Dr. Van Hare just came out to talk to us and we went back to see our boy. Dr. Van Hare is very close with Dr. Bromberg and has been here for 9 months. He spent 10 years at Stanford working with Dr. Hanley and is very good. Those that work with the elite guys are good. That helps. He is also an electrophysiologist so he would be involved even if he weren't the cardiologist on call, like he is this weekend. Everything went well and they did the TEE. No clots were visible. He tried to convert him like Dr. Bromberg did, also unsuccessful. Then he went ahead with the cardioversion (shock) and it took on the first try. He changed the settings on his pacer and if he goes into flutter again it should pick it up right away. There is some talk and some debate about what to watch for when we leave, but they are thinking they want to watch his LV function over the next couple of days and then hopefully go home to fully recover. Most, not all, people who are in chronic Atrial Flutter, like Connie, fully regain ventricular function. That is our hope and our goal. We also have to look at controlling the flutter and it's recurrence. Dr. Van Hare said that, while it would be difficult, he thinks Connie actually needs an ablation done. This is the procedure that is done in the cath lab where they go in the leg and find and destroy the electrical circuits that are causing the flutter. Dr. Bromberg had told us that this would be better to do when Connie was 8 or 9, that it is next to impossible to do it in very small hearts. We'll wait and see what the frequency will be for this to recur and go from there. Dr. Van Hare said that there is some promising stuff going on here at Wash U where they are using magnets to guide the catheter to where they need it, but he hasn't actually done one on a kid who's had a Senning or a Mustard. Senning is the name for part of the surgery that Connie had and the reason that he has this complication called Atrial Flutter.

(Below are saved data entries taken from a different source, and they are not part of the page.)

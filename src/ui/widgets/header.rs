use ratatui::{
    layout::Rect,
    widgets::{Block, Borders, Paragraph},
    Frame,
};

use crate::app::App;

pub fn render(f: &mut Frame, area: Rect, app: &App) {
    let colors = crate::ui::colors::current();
    let text = match &app.source {
        Some(path) => format!(" docSpy — {} ", path.display()),
        None => " docSpy — built-in sample ".to_string(),
    };
    let p = Paragraph::new(text)
        .block(Block::default().borders(Borders::ALL).style(colors.header_style))
        .style(colors.header_style);
    f.render_widget(p, area);
}
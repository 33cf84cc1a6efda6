pub mod config_dirs;
pub mod keybinds;
pub mod read_settings;
pub mod write_settings;

// Re-export commonly used types/functions for convenience
pub use config_dirs::{ensure_dirs_exist, project_config_dir, settings_path};
pub use keybinds::*;
pub use read_settings::load_settings;
pub use write_settings::{save_settings, Settings};
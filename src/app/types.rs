use std::fmt;

/// Identifier of a section, derived from its heading (see `doc::loader::slugify`).
///
/// Ids are the join key between the document's sections and the sidebar
/// links; they are unique within one document.
#[derive(Clone, Debug, PartialEq, Eq, Hash)]
pub struct SectionId(String);

impl SectionId {
    pub fn new(id: impl Into<String>) -> Self {
        SectionId(id.into())
    }

    pub fn as_str(&self) -> &str {
        &self.0
    }
}

impl fmt::Display for SectionId {
    fn fmt(&self, f: &mut fmt::Formatter<'_>) -> fmt::Result {
        f.write_str(&self.0)
    }
}

impl From<&str> for SectionId {
    fn from(s: &str) -> Self {
        SectionId(s.to_string())
    }
}

impl From<String> for SectionId {
    fn from(s: String) -> Self {
        SectionId(s)
    }
}

// Convenience for tests and lookups against literal ids.
impl PartialEq<&str> for SectionId {
    fn eq(&self, other: &&str) -> bool {
        self.0 == *other
    }
}

/// One content block of the document: a heading plus body lines.
///
/// Body lines are stored unwrapped; wrapping happens against the live
/// content width when geometry or frames are produced, so a section's
/// height always reflects the current terminal size.
#[derive(Clone, Debug, PartialEq, Eq)]
pub struct Section {
    pub id: SectionId,
    pub title: String,
    pub body: Vec<String>,
}

impl Section {
    pub fn new(id: impl Into<SectionId>, title: impl Into<String>, body: Vec<String>) -> Self {
        Section {
            id: id.into(),
            title: title.into(),
            body,
        }
    }
}

/// A loaded document: ordered sections under a display title.
#[derive(Clone, Debug, Default, PartialEq, Eq)]
pub struct Document {
    pub title: String,
    pub sections: Vec<Section>,
}

impl Document {
    pub fn new(title: impl Into<String>, sections: Vec<Section>) -> Self {
        Document {
            title: title.into(),
            sections,
        }
    }

    pub fn section(&self, id: &SectionId) -> Option<&Section> {
        self.sections.iter().find(|s| &s.id == id)
    }

    pub fn is_empty(&self) -> bool {
        self.sections.is_empty()
    }
}

/// A sidebar navigation entry referencing a section by id.
///
/// Links carry no active flag of their own; the scrollspy controller holds
/// a single `Option<SectionId>` so at most one link can ever be active.
#[derive(Clone, Debug, PartialEq, Eq)]
pub struct SidebarLink {
    pub id: SectionId,
    pub label: String,
}

impl SidebarLink {
    pub fn new(id: impl Into<SectionId>, label: impl Into<String>) -> Self {
        SidebarLink {
            id: id.into(),
            label: label.into(),
        }
    }
}
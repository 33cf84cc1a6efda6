use std::time::Instant;

use ratatui::{
    layout::{Margin, Rect},
    widgets::{Block, Borders, Paragraph},
    Frame,
};

use crate::app::core::scrollspy::Scrollspy;
use crate::app::App;
use crate::ui::colors;

/// Render the link list. Each link occupies one row so the hit-testing in
/// `ui::layout` maps clicks straight to indices. The active link carries
/// the accent style, the focused one the focus marker, and live ripples
/// are painted over their rows last.
pub fn render(f: &mut Frame, area: Rect, app: &App) {
    let palette = colors::current();
    let block = Block::default()
        .borders(Borders::ALL)
        .title(" Sections ")
        .style(palette.sidebar_block_style);
    f.render_widget(block, area);

    let inner = area.inner(Margin::new(1, 1));
    let active = app.spy.as_ref().and_then(|spy| spy.active());
    for (i, link) in app.sidebar.links().iter().enumerate() {
        if i >= usize::from(inner.height) {
            break;
        }
        let row = Rect::new(inner.x, inner.y + i as u16, inner.width, 1);
        let is_active = active == Some(&link.id);
        let is_focused = i == app.sidebar.focused();
        let style = if is_active {
            palette.link_active_style
        } else if is_focused {
            palette.link_focused_style
        } else {
            palette.link_style
        };
        let marker = if is_focused { "> " } else { "  " };
        let p = Paragraph::new(format!("{}{}", marker, link.label)).style(style);
        f.render_widget(p, row);
    }

    if let Some(spy) = app.spy.as_ref() {
        paint_ripples(f, spy, app.frame_now);
    }
}

fn paint_ripples(f: &mut Frame, spy: &Scrollspy, now: Instant) {
    let palette = colors::current();
    let buf = f.buffer_mut();
    for ripple in spy.ripples() {
        let area = ripple.area();
        for y in area.top()..area.bottom() {
            for x in area.left()..area.right() {
                if let Some(alpha) = ripple.cell_intensity(x, y, now) {
                    if let Some(cell) = buf.cell_mut((x, y)) {
                        cell.set_bg(colors::blend(
                            palette.ripple_base,
                            palette.ripple_accent,
                            alpha,
                        ));
                    }
                }
            }
        }
    }
}
use ratatui::Frame;

use crate::app::App;

pub mod colors;
pub mod layout;
pub mod themes;
pub mod widgets;

pub use layout::AppLayout;
pub use themes::Theme;

/// Draw one frame: header, sidebar with the scrollspy highlight, content
/// pane, footer.
pub fn ui(f: &mut Frame, app: &App) {
    let layout = AppLayout::compute(f.area());
    widgets::header::render(f, layout.header, app);
    widgets::sidebar::render(f, layout.sidebar, app);
    widgets::content::render(f, layout.content, app);
    widgets::footer::render(f, layout.footer, app);
}
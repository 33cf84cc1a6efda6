pub mod event_loop_main;
pub mod handlers;
pub mod terminal;
#[cfg(feature = "fs-watch")]
pub mod watch_helpers;

pub use event_loop_main::run_app;
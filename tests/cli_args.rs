use assert_cmd::cargo::cargo_bin_cmd;
use predicates::prelude::*;

#[test]
fn help_describes_the_viewer() {
    let mut cmd = cargo_bin_cmd!("docSpy");
    cmd.arg("--help")
        .assert()
        .success()
        .stdout(predicate::str::contains("scrollspy"))
        .stdout(predicate::str::contains("--theme"));
}

#[test]
fn version_prints_the_package_version() {
    let mut cmd = cargo_bin_cmd!("docSpy");
    cmd.arg("--version")
        .assert()
        .success()
        .stdout(predicate::str::contains(env!("CARGO_PKG_VERSION")));
}

#[test]
fn a_missing_file_fails_before_the_tui_starts() {
    let dir = tempfile::tempdir().unwrap();
    let path = dir.path().join("nope.txt");
    let mut cmd = cargo_bin_cmd!("docSpy");
    cmd.arg(&path)
        .assert()
        .failure()
        .stderr(predicate::str::contains("loading"));
}
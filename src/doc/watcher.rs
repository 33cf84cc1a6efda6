#![cfg(feature = "fs-watch")]

use notify::{Config, Event, EventKind, RecommendedWatcher, RecursiveMode, Watcher};
use std::path::PathBuf;
use std::sync::mpsc::{Receiver, Sender};

/// Filesystem event for the single watched document file.
///
/// All paths are owned (`PathBuf`) since the watcher runs on a dedicated
/// thread and must send owned data across channels.
#[derive(Debug, Clone, PartialEq, Eq)]
pub enum DocEvent {
    /// The file's content changed (including editor write-then-rename).
    Changed(PathBuf),
    /// The file was removed.
    Removed(PathBuf),
    /// Any other event we don't map explicitly.
    Other,
}

/// Convert a `notify::Event` into our crate-local `DocEvent`.
///
/// Editors commonly save by writing a temp file and renaming it over the
/// target, which arrives as a two-path event; that counts as a change to
/// the destination.
fn map_notify_event(event: &Event) -> DocEvent {
    match event.paths.as_slice() {
        [_, to, ..] => DocEvent::Changed(to.clone()),
        [p, ..] => match &event.kind {
            EventKind::Create(_) | EventKind::Modify(_) => DocEvent::Changed(p.clone()),
            EventKind::Remove(_) => DocEvent::Removed(p.clone()),
            _ => DocEvent::Other,
        },
        _ => DocEvent::Other,
    }
}

/// Spawn a background thread that watches `path` and sends mapped
/// [`DocEvent`] values into `tx`. The watcher lives on that thread until
/// `stop_rx` is signalled or its sender is dropped.
///
/// Errors are logged via `tracing` rather than propagated because the
/// watcher runs inside its own thread.
pub fn spawn_watcher(
    path: PathBuf,
    tx: Sender<DocEvent>,
    stop_rx: Receiver<()>,
) -> std::thread::JoinHandle<()> {
    std::thread::spawn(move || {
        let res: notify::Result<RecommendedWatcher> = RecommendedWatcher::new(
            move |res: notify::Result<Event>| match res {
                Ok(event) => {
                    let ev = map_notify_event(&event);
                    if let Err(e) = tx.send(ev) {
                        tracing::error!("failed to send doc event: {:#?}", e);
                    }
                }
                Err(e) => tracing::error!("file watcher error: {:#?}", e),
            },
            Config::default(),
        );

        match res {
            Ok(mut watcher) => {
                // A single file needs no recursion.
                if let Err(e) = watcher.watch(&path, RecursiveMode::NonRecursive) {
                    tracing::error!("failed to watch {}: {:#?}", path.display(), e);
                    return;
                }

                if stop_rx.recv().is_err() {
                    tracing::debug!(
                        "stop signal receiver closed, exiting watcher for {}",
                        path.display()
                    );
                }
            }
            Err(e) => {
                tracing::error!("failed to create watcher for {}: {:#?}", path.display(), e)
            }
        }
    })
}

#[cfg(test)]
mod tests {
    use super::*;
    use notify::event::{CreateKind, ModifyKind, RemoveKind};

    fn make_event(kind: EventKind, paths: Vec<PathBuf>) -> Event {
        Event {
            kind,
            paths,
            attrs: Default::default(),
        }
    }

    #[test]
    fn map_modify() {
        let ev = make_event(
            EventKind::Modify(ModifyKind::Any),
            vec![PathBuf::from("/tmp/doc.txt")],
        );
        assert_eq!(
            map_notify_event(&ev),
            DocEvent::Changed(PathBuf::from("/tmp/doc.txt"))
        );
    }

    #[test]
    fn map_create() {
        let ev = make_event(
            EventKind::Create(CreateKind::Any),
            vec![PathBuf::from("/tmp/doc.txt")],
        );
        assert_eq!(
            map_notify_event(&ev),
            DocEvent::Changed(PathBuf::from("/tmp/doc.txt"))
        );
    }

    #[test]
    fn map_remove() {
        let ev = make_event(
            EventKind::Remove(RemoveKind::Any),
            vec![PathBuf::from("/tmp/doc.txt")],
        );
        assert_eq!(
            map_notify_event(&ev),
            DocEvent::Removed(PathBuf::from("/tmp/doc.txt"))
        );
    }

    #[test]
    fn map_rename_counts_as_change_to_destination() {
        let ev = make_event(
            EventKind::Modify(ModifyKind::Any),
            vec![PathBuf::from("/tmp/.doc.swp"), PathBuf::from("/tmp/doc.txt")],
        );
        assert_eq!(
            map_notify_event(&ev),
            DocEvent::Changed(PathBuf::from("/tmp/doc.txt"))
        );
    }
}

So, now we are waiting for Bon Bon to wake up. He'll be groggy for awhile. Then we'll want to start backing off the milrinone soon and see how he does, keeping an eye on the function. Then we'll tweak meds and come home in a few days probably. It could take two weeks to two months (knowing Connie maybe even longer) for him to fully recover his heart function, that is, the ability his heart has to squeeze.
At Children's, they don't allow phones in the CVICU and no computer access either. One parent is allowed to stay bedside overnight and one in the parent lounge. Greg will probably go let the dog out and get some stuff and then come back tonight. We'll try to update again after Connie is awake to let you know how he's handling all this. He's been so brave. The updates and phone calls can only be made if two of us are here and one can stay with him while one goes out to update. So just know that we want to keep you all informed on the latest, but it is difficult right now. We don't want to leave him. They are very strict on visitation policies here so for now we'll have to keep everyone updated via email/phone.
Thanks for the prayers. The big picture and blessing is that God is working to heal Connie's heart. The frustration and communication problems are pretty small in comparison.